Top of Dataset content
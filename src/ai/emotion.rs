//! Emotion model: the closed emotion and action sets, the three delivery
//! dials and the per-session emotion state.
//!
//! Labels travel on the wire in their Chinese form (`平静`, `点头`, ...);
//! the English names are accepted as aliases wherever a label is parsed.

use chrono::{DateTime, Utc};
use serde::{Deserialize, Serialize};
use std::collections::{BTreeMap, VecDeque};
use std::fmt;
use std::str::FromStr;
use thiserror::Error;

/// Raised when a label is not part of a closed set.
#[derive(Debug, Clone, PartialEq, Eq, Error)]
#[error("unknown {set} label: {value:?}")]
pub struct UnknownLabel {
    pub set: &'static str,
    pub value: String,
}

// ── Emotion kinds ──────────────────────────────────────────

#[derive(Debug, Clone, Copy, PartialEq, Eq, Hash, PartialOrd, Ord, Serialize, Deserialize)]
pub enum EmotionKind {
    #[serde(rename = "平静", alias = "calm")]
    Calm,
    #[serde(rename = "高兴", alias = "happy")]
    Happy,
    #[serde(rename = "难过", alias = "sad")]
    Sad,
    #[serde(rename = "生气", alias = "angry")]
    Angry,
    #[serde(rename = "惊讶", alias = "surprised")]
    Surprised,
}

impl EmotionKind {
    pub const ALL: [EmotionKind; 5] = [
        EmotionKind::Calm,
        EmotionKind::Happy,
        EmotionKind::Sad,
        EmotionKind::Angry,
        EmotionKind::Surprised,
    ];

    pub fn label(self) -> &'static str {
        match self {
            EmotionKind::Calm => "平静",
            EmotionKind::Happy => "高兴",
            EmotionKind::Sad => "难过",
            EmotionKind::Angry => "生气",
            EmotionKind::Surprised => "惊讶",
        }
    }

    pub fn name(self) -> &'static str {
        match self {
            EmotionKind::Calm => "calm",
            EmotionKind::Happy => "happy",
            EmotionKind::Sad => "sad",
            EmotionKind::Angry => "angry",
            EmotionKind::Surprised => "surprised",
        }
    }
}

impl Default for EmotionKind {
    fn default() -> Self {
        EmotionKind::Calm
    }
}

impl fmt::Display for EmotionKind {
    fn fmt(&self, f: &mut fmt::Formatter<'_>) -> fmt::Result {
        f.write_str(self.label())
    }
}

impl FromStr for EmotionKind {
    type Err = UnknownLabel;

    fn from_str(s: &str) -> Result<Self, Self::Err> {
        let s = s.trim();
        Self::ALL
            .into_iter()
            .find(|k| k.label() == s || k.name().eq_ignore_ascii_case(s))
            .ok_or_else(|| UnknownLabel {
                set: "emotion",
                value: s.to_string(),
            })
    }
}

// ── Actions ────────────────────────────────────────────────

#[derive(Debug, Clone, Copy, PartialEq, Eq, Hash, PartialOrd, Ord, Serialize, Deserialize)]
pub enum Action {
    #[serde(rename = "点头", alias = "nod")]
    Nod,
    #[serde(rename = "摇头", alias = "shake_head")]
    ShakeHead,
    #[serde(rename = "微笑", alias = "smile")]
    Smile,
    #[serde(rename = "皱眉", alias = "frown")]
    Frown,
    #[serde(rename = "挥手", alias = "wave")]
    Wave,
}

impl Action {
    pub const ALL: [Action; 5] = [
        Action::Nod,
        Action::ShakeHead,
        Action::Smile,
        Action::Frown,
        Action::Wave,
    ];

    pub fn label(self) -> &'static str {
        match self {
            Action::Nod => "点头",
            Action::ShakeHead => "摇头",
            Action::Smile => "微笑",
            Action::Frown => "皱眉",
            Action::Wave => "挥手",
        }
    }

    pub fn name(self) -> &'static str {
        match self {
            Action::Nod => "nod",
            Action::ShakeHead => "shake_head",
            Action::Smile => "smile",
            Action::Frown => "frown",
            Action::Wave => "wave",
        }
    }
}

impl fmt::Display for Action {
    fn fmt(&self, f: &mut fmt::Formatter<'_>) -> fmt::Result {
        f.write_str(self.label())
    }
}

impl FromStr for Action {
    type Err = UnknownLabel;

    fn from_str(s: &str) -> Result<Self, Self::Err> {
        let s = s.trim();
        Self::ALL
            .into_iter()
            .find(|a| a.label() == s || a.name().eq_ignore_ascii_case(s))
            .ok_or_else(|| UnknownLabel {
                set: "action",
                value: s.to_string(),
            })
    }
}

// ── Dials ──────────────────────────────────────────────────

#[derive(Debug, Clone, Copy, PartialEq, Eq, Error)]
#[error("dial value {0} is outside 1..=10")]
pub struct DialOutOfRange(pub i64);

/// Integer delivery parameter in `1..=10`.
#[derive(Debug, Clone, Copy, PartialEq, Eq, PartialOrd, Ord, Hash, Serialize, Deserialize)]
#[serde(try_from = "i64", into = "u8")]
pub struct Dial(u8);

impl Dial {
    pub const MIN: u8 = 1;
    pub const MAX: u8 = 10;

    pub fn new(value: i64) -> Result<Self, DialOutOfRange> {
        if (Self::MIN as i64..=Self::MAX as i64).contains(&value) {
            Ok(Dial(value as u8))
        } else {
            Err(DialOutOfRange(value))
        }
    }

    pub fn get(self) -> u8 {
        self.0
    }
}

impl Default for Dial {
    fn default() -> Self {
        Dial(5)
    }
}

impl TryFrom<i64> for Dial {
    type Error = DialOutOfRange;

    fn try_from(value: i64) -> Result<Self, Self::Error> {
        Dial::new(value)
    }
}

impl From<Dial> for u8 {
    fn from(dial: Dial) -> u8 {
        dial.0
    }
}

impl fmt::Display for Dial {
    fn fmt(&self, f: &mut fmt::Formatter<'_>) -> fmt::Result {
        write!(f, "{}", self.0)
    }
}

#[derive(Debug, Clone, Copy, PartialEq, Eq, Default, Serialize, Deserialize)]
pub struct Dials {
    pub speech_speed: Dial,
    pub volume: Dial,
    pub pitch: Dial,
}

impl Dials {
    pub fn new(speech_speed: i64, volume: i64, pitch: i64) -> Result<Self, DialOutOfRange> {
        Ok(Self {
            speech_speed: Dial::new(speech_speed)?,
            volume: Dial::new(volume)?,
            pitch: Dial::new(pitch)?,
        })
    }
}

// ── Config ─────────────────────────────────────────────────

/// Keyword triggers and allowed transitions. Both are surfaced to the model
/// as guidance; the state itself always follows the parsed reply.
#[derive(Debug, Clone, PartialEq, Serialize, Deserialize)]
pub struct EmotionRules {
    #[serde(default)]
    pub triggers: BTreeMap<EmotionKind, Vec<String>>,
    #[serde(default)]
    pub transitions: BTreeMap<EmotionKind, Vec<EmotionKind>>,
}

impl Default for EmotionRules {
    fn default() -> Self {
        use EmotionKind::*;
        let words = |ws: &[&str]| ws.iter().map(|w| w.to_string()).collect::<Vec<_>>();
        Self {
            triggers: BTreeMap::from([
                (Happy, words(&["表扬", "成功", "帮助"])),
                (Sad, words(&["失败", "道歉", "离别"])),
                (Angry, words(&["批评", "打扰", "不尊重"])),
                (Surprised, words(&["意外", "突然", "特殊"])),
            ]),
            transitions: BTreeMap::from([
                (Calm, vec![Happy, Sad, Angry, Surprised]),
                (Happy, vec![Calm, Surprised]),
                (Sad, vec![Calm, Angry]),
                (Angry, vec![Calm, Sad]),
                (Surprised, vec![Calm, Happy]),
            ]),
        }
    }
}

impl EmotionRules {
    /// Emotions whose trigger keywords occur in `input`, in set order.
    pub fn triggered_by(&self, input: &str) -> Vec<EmotionKind> {
        self.triggers
            .iter()
            .filter(|(_, kws)| kws.iter().any(|kw| !kw.is_empty() && input.contains(kw.as_str())))
            .map(|(kind, _)| *kind)
            .collect()
    }

    pub fn transitions_from(&self, kind: EmotionKind) -> &[EmotionKind] {
        self.transitions
            .get(&kind)
            .map(Vec::as_slice)
            .unwrap_or(&[])
    }
}

#[derive(Debug, Clone, PartialEq, Serialize, Deserialize)]
pub struct EmotionConfig {
    #[serde(default)]
    pub default_emotion: EmotionKind,
    #[serde(default)]
    pub default_dials: Dials,
    #[serde(default = "default_history_size")]
    pub history_size: usize,
    #[serde(default)]
    pub rules: EmotionRules,
}

fn default_history_size() -> usize {
    5
}

impl Default for EmotionConfig {
    fn default() -> Self {
        Self {
            default_emotion: EmotionKind::Calm,
            default_dials: Dials::default(),
            history_size: default_history_size(),
            rules: EmotionRules::default(),
        }
    }
}

// ── State ──────────────────────────────────────────────────

#[derive(Debug, Clone, PartialEq, Serialize)]
pub struct EmotionSample {
    pub emotion_type: EmotionKind,
    pub dials: Dials,
    pub at: DateTime<Utc>,
}

/// Serializable view used by the status endpoint.
#[derive(Debug, Clone, PartialEq, Serialize)]
pub struct EmotionSnapshot {
    #[serde(rename = "type")]
    pub emotion_type: EmotionKind,
    pub speech_speed: Dial,
    pub volume: Dial,
    pub pitch: Dial,
    pub action: Option<Action>,
    pub history: Vec<EmotionSample>,
}

#[derive(Debug, Clone)]
pub struct EmotionState {
    kind: EmotionKind,
    dials: Dials,
    last_action: Option<Action>,
    history: VecDeque<EmotionSample>,
    history_size: usize,
}

impl Default for EmotionState {
    fn default() -> Self {
        Self::new(EmotionKind::Calm, Dials::default())
    }
}

impl EmotionState {
    pub fn new(kind: EmotionKind, dials: Dials) -> Self {
        Self {
            kind,
            dials,
            last_action: None,
            history: VecDeque::new(),
            history_size: default_history_size(),
        }
    }

    pub fn from_config(config: &EmotionConfig) -> Self {
        Self {
            history_size: config.history_size.max(1),
            ..Self::new(config.default_emotion, config.default_dials)
        }
    }

    pub fn kind(&self) -> EmotionKind {
        self.kind
    }

    pub fn dials(&self) -> Dials {
        self.dials
    }

    pub fn last_action(&self) -> Option<Action> {
        self.last_action
    }

    pub fn history(&self) -> impl Iterator<Item = &EmotionSample> {
        self.history.iter()
    }

    /// Overwrite the state with a validated reply and record it in the history.
    pub fn apply(&mut self, kind: EmotionKind, action: Action, dials: Dials) {
        self.kind = kind;
        self.dials = dials;
        self.last_action = Some(action);
        self.history.push_back(EmotionSample {
            emotion_type: kind,
            dials,
            at: Utc::now(),
        });
        while self.history.len() > self.history_size {
            self.history.pop_front();
        }
    }

    pub fn snapshot(&self) -> EmotionSnapshot {
        EmotionSnapshot {
            emotion_type: self.kind,
            speech_speed: self.dials.speech_speed,
            volume: self.dials.volume,
            pitch: self.dials.pitch,
            action: self.last_action,
            history: self.history.iter().cloned().collect(),
        }
    }
}
//! Scene telemetry attached to a turn and the session's latest view of it.

use chrono::{DateTime, Utc};
use serde::{Deserialize, Serialize};

#[derive(Debug, Clone, PartialEq, Serialize, Deserialize)]
pub struct Obstacle {
    #[serde(default, skip_serializing_if = "Option::is_none")]
    pub name: Option<String>,
    /// Metres from the robot. Missing distance is treated as far away.
    #[serde(default)]
    pub distance: Option<f64>,
}

#[derive(Debug, Clone, Default, PartialEq, Serialize, Deserialize)]
pub struct SceneTelemetry {
    #[serde(default)]
    pub obstacles: Vec<Obstacle>,
    #[serde(default, skip_serializing_if = "Option::is_none")]
    pub temperature: Option<f64>,
    #[serde(default, skip_serializing_if = "Option::is_none")]
    pub lighting: Option<String>,
}

impl SceneTelemetry {
    /// Closest obstacle distance, if any obstacle reports one.
    pub fn nearest_obstacle(&self) -> Option<f64> {
        self.obstacles
            .iter()
            .filter_map(|o| o.distance)
            .filter(|d| d.is_finite())
            .reduce(f64::min)
    }
}

#[derive(Debug, Clone, Copy, PartialEq, Eq, Serialize)]
#[serde(rename_all = "lowercase")]
pub enum SafetyVerdict {
    Unchecked,
    Safe,
    Unsafe,
}

#[derive(Debug, Clone, PartialEq, Serialize)]
pub struct SceneSnapshot {
    pub telemetry: Option<SceneTelemetry>,
    pub safety: SafetyVerdict,
    pub updated_at: Option<DateTime<Utc>>,
}

impl Default for SceneSnapshot {
    fn default() -> Self {
        Self {
            telemetry: None,
            safety: SafetyVerdict::Unchecked,
            updated_at: None,
        }
    }
}

impl SceneSnapshot {
    pub fn record(&mut self, telemetry: Option<SceneTelemetry>, safety: SafetyVerdict) {
        if telemetry.is_some() {
            self.telemetry = telemetry;
        }
        self.safety = safety;
        self.updated_at = Some(Utc::now());
    }
}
Bottom of Dataset content
*Description of the task:*
Write only the number of lines in the records that contain the string "EmotionSnapshot".

*Answer to the exercise:*
3